El gran logro sindical español se alcanzará cuando los sindicatos paguen la nómica de sus propios liberados y los gastos de mantenimiento del propio sindicato. Ese día llegará, doy fe de que llegará y tendrá el apoyo de los organismos europeos y de los propios trabajadores. Precisamente será el momento del nacimiento de la modernidad sindical en España y sospecho que Juanma Moreno será quien dé el primer paso junto con Castilla y León, que ya tiene práctica de ello.

Tras las elecciones andaluzas, y el futuro nuevo gobierno de Moreno, ha anunciado que revisará y recortará drásticamente las subvenciones públicas que reciben CC.OO. u UGT cada año. Hablamos de decenas de millones de euros que reciben esas formaciones y cuyo control deja mucho que desear. Ni siquiera sabemos si actúa el Tribunal de Cuentas al respecto ni cómo actúa. Lo del patrimonio sindical lo dedicaremos artículo aparte y en exclusiva.

Los líderes sindicales ya han salido en tromba y planean movilizaciones para seguir mangoneando y chupando del bote, aunque saben que no tienen apoyo de los trabajadores y menos de la ciudadanía en general, pero tranquilos, que llega el día grande de las gambas, el 1º de mayo.
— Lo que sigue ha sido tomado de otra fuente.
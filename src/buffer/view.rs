//! Direction-tagged buffer views and ordered scatter/gather lists

use std::io::{IoSlice, IoSliceMut};

/// A byte range participating in one scatter/gather operation.
///
/// `Read` views are mutable ranges to be filled from the file; `Write` views
/// are read-only ranges to be transmitted. The tag lets one list type serve
/// both directions while the borrow checker enforces the mutability
/// distinction. A view must be referenced by at most one in-flight operation;
/// for safe callers Rust's borrow rules enforce exactly that.
pub enum IoVec<'a> {
    /// Mutable range, filled by a read
    Read(&'a mut [u8]),
    /// Read-only range, consumed by a write
    Write(&'a [u8]),
}

impl IoVec<'_> {
    /// Length of the underlying range in bytes
    pub fn len(&self) -> usize {
        match self {
            IoVec::Read(b) => b.len(),
            IoVec::Write(b) => b.len(),
        }
    }

    /// Check if the range is empty
    pub fn is_empty(&self) -> bool {
        self.len() == 0
    }

    /// Check if this is a `Read` view
    pub fn is_read(&self) -> bool {
        matches!(self, IoVec::Read(_))
    }

    /// Start address of the underlying range
    pub fn addr(&self) -> usize {
        match self {
            IoVec::Read(b) => b.as_ptr() as usize,
            IoVec::Write(b) => b.as_ptr() as usize,
        }
    }
}

/// Ordered sequence of buffer views for one scatter/gather operation.
///
/// List order defines the logical contiguous range: view `i` occupies the
/// bytes immediately before view `i + 1`, lowest file offset first.
pub struct BufferList<'a> {
    views: Vec<IoVec<'a>>,
}

impl<'a> BufferList<'a> {
    /// Create a list from views in file-offset order
    pub fn new(views: Vec<IoVec<'a>>) -> Self {
        Self { views }
    }

    /// An empty list; submitting it transfers zero bytes without touching
    /// the underlying primitive
    pub fn empty() -> Self {
        Self { views: Vec::new() }
    }

    /// Number of views in the list
    pub fn len(&self) -> usize {
        self.views.len()
    }

    /// Check if the list holds no views
    pub fn is_empty(&self) -> bool {
        self.views.is_empty()
    }

    /// Sum of all view lengths; an operation on this list transfers at most
    /// this many bytes
    pub fn total_len(&self) -> usize {
        self.views.iter().map(IoVec::len).sum()
    }

    /// Iterate over the views in order
    pub fn iter(&self) -> std::slice::Iter<'_, IoVec<'a>> {
        self.views.iter()
    }

    /// Attribute a transferred byte count to the views in list order.
    ///
    /// View `i` absorbs `min(remaining, len_i)` bytes before any spill-over
    /// into view `i + 1`. This holds for reads (bytes filled) and writes
    /// (bytes consumed) alike, independent of whether the device issued one
    /// combined native call or one call per view.
    pub fn attribute(&self, transferred: usize) -> Vec<usize> {
        let mut remaining = transferred;
        self.views
            .iter()
            .map(|v| {
                let take = remaining.min(v.len());
                remaining -= take;
                take
            })
            .collect()
    }

    /// Borrow every view as a mutable I/O slice; `None` if any view is a
    /// `Write` view and the list cannot back a scatter read.
    pub(crate) fn read_slices(&mut self) -> Option<Vec<IoSliceMut<'_>>> {
        self.views
            .iter_mut()
            .map(|v| match v {
                IoVec::Read(b) => Some(IoSliceMut::new(&mut **b)),
                IoVec::Write(_) => None,
            })
            .collect()
    }

    /// Borrow every view as an immutable I/O slice; `None` if any view is a
    /// `Read` view and the list cannot back a gather write.
    pub(crate) fn write_slices(&self) -> Option<Vec<IoSlice<'_>>> {
        self.views
            .iter()
            .map(|v| match v {
                IoVec::Write(b) => Some(IoSlice::new(b)),
                IoVec::Read(_) => None,
            })
            .collect()
    }
}

#[cfg(test)]
mod tests {
    use super::*;

    #[test]
    fn test_total_len() {
        let a = [0u8; 100];
        let b = [0u8; 28];
        let list = BufferList::new(vec![IoVec::Write(&a), IoVec::Write(&b)]);
        assert_eq!(list.total_len(), 128);
        assert_eq!(list.len(), 2);
        assert!(!list.is_empty());
    }

    #[test]
    fn test_empty_list() {
        let list = BufferList::empty();
        assert!(list.is_empty());
        assert_eq!(list.total_len(), 0);
        assert!(list.attribute(0).is_empty());
    }

    #[test]
    fn test_attribute_fills_in_order() {
        let a = [0u8; 4096];
        let b = [0u8; 4096];
        let list = BufferList::new(vec![IoVec::Write(&a), IoVec::Write(&b)]);

        // Full transfer
        assert_eq!(list.attribute(8192), vec![4096, 4096]);
        // Spill-over into the second view
        assert_eq!(list.attribute(5000), vec![4096, 904]);
        // Short of the first view
        assert_eq!(list.attribute(1000), vec![1000, 0]);
        // Nothing transferred
        assert_eq!(list.attribute(0), vec![0, 0]);
    }

    #[test]
    fn test_read_slices_reject_write_views() {
        let mut a = [0u8; 16];
        let b = [0u8; 16];
        let mut mixed = BufferList::new(vec![IoVec::Read(&mut a), IoVec::Write(&b)]);
        assert!(mixed.read_slices().is_none());
    }

    #[test]
    fn test_write_slices_reject_read_views() {
        let mut a = [0u8; 16];
        let mixed = BufferList::new(vec![IoVec::Read(&mut a)]);
        assert!(mixed.write_slices().is_none());
    }

    #[test]
    fn test_slice_borrows_cover_all_views() {
        let mut a = [0u8; 8];
        let mut b = [0u8; 24];
        let mut list = BufferList::new(vec![IoVec::Read(&mut a), IoVec::Read(&mut b)]);
        let slices = list.read_slices().unwrap();
        assert_eq!(slices.len(), 2);
        assert_eq!(slices[0].len(), 8);
        assert_eq!(slices[1].len(), 24);
    }
}
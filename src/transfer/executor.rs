//! Bridge for driving suspending transfers from blocking callers

use std::future::Future;
use std::io;

use tokio::runtime::RuntimeFlavor;

use crate::error::Result;

/// Runs a suspending transfer to completion on behalf of a blocking caller.
///
/// Reuses the ambient tokio runtime when one is present (entering it via
/// `block_in_place` on multi-thread runtimes), otherwise owns a private
/// current-thread runtime for the duration of the call.
pub(crate) struct BlockingBridge {
    handle: Option<tokio::runtime::Handle>,
    owned: Option<tokio::runtime::Runtime>,
}

impl BlockingBridge {
    pub(crate) fn acquire() -> Result<Self> {
        match tokio::runtime::Handle::try_current() {
            Ok(handle) => Ok(Self {
                handle: Some(handle),
                owned: None,
            }),
            Err(_) => {
                let runtime = tokio::runtime::Builder::new_current_thread().build()?;
                Ok(Self {
                    handle: None,
                    owned: Some(runtime),
                })
            }
        }
    }

    pub(crate) fn run<T>(&self, fut: impl Future<Output = Result<T>>) -> Result<T> {
        if let Some(handle) = &self.handle {
            return match handle.runtime_flavor() {
                RuntimeFlavor::MultiThread => {
                    tokio::task::block_in_place(|| handle.block_on(fut))
                }
                _ => Err(io::Error::other(
                    "blocking transfer is not supported on a current-thread tokio runtime; \
                     use the suspending entry points instead",
                )
                .into()),
            };
        }
        if let Some(runtime) = &self.owned {
            return runtime.block_on(fut);
        }
        Err(io::Error::other("missing runtime handle").into())
    }
}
Está claro que lo que proyectan esos sindicatos es «¡un ataque a los trabajadores!» y una amenaza a la Administración para seguir mangoneando y desprestigiándose, aunque ya no pueden desprestigiarse más.

Yo, como trabajador, sigo luchando para acabar con esos privilegios de señoritos y abusadores. Ni creo en ellos ni he creído nunca y jamás me han reportado nada. De ello, doy fe.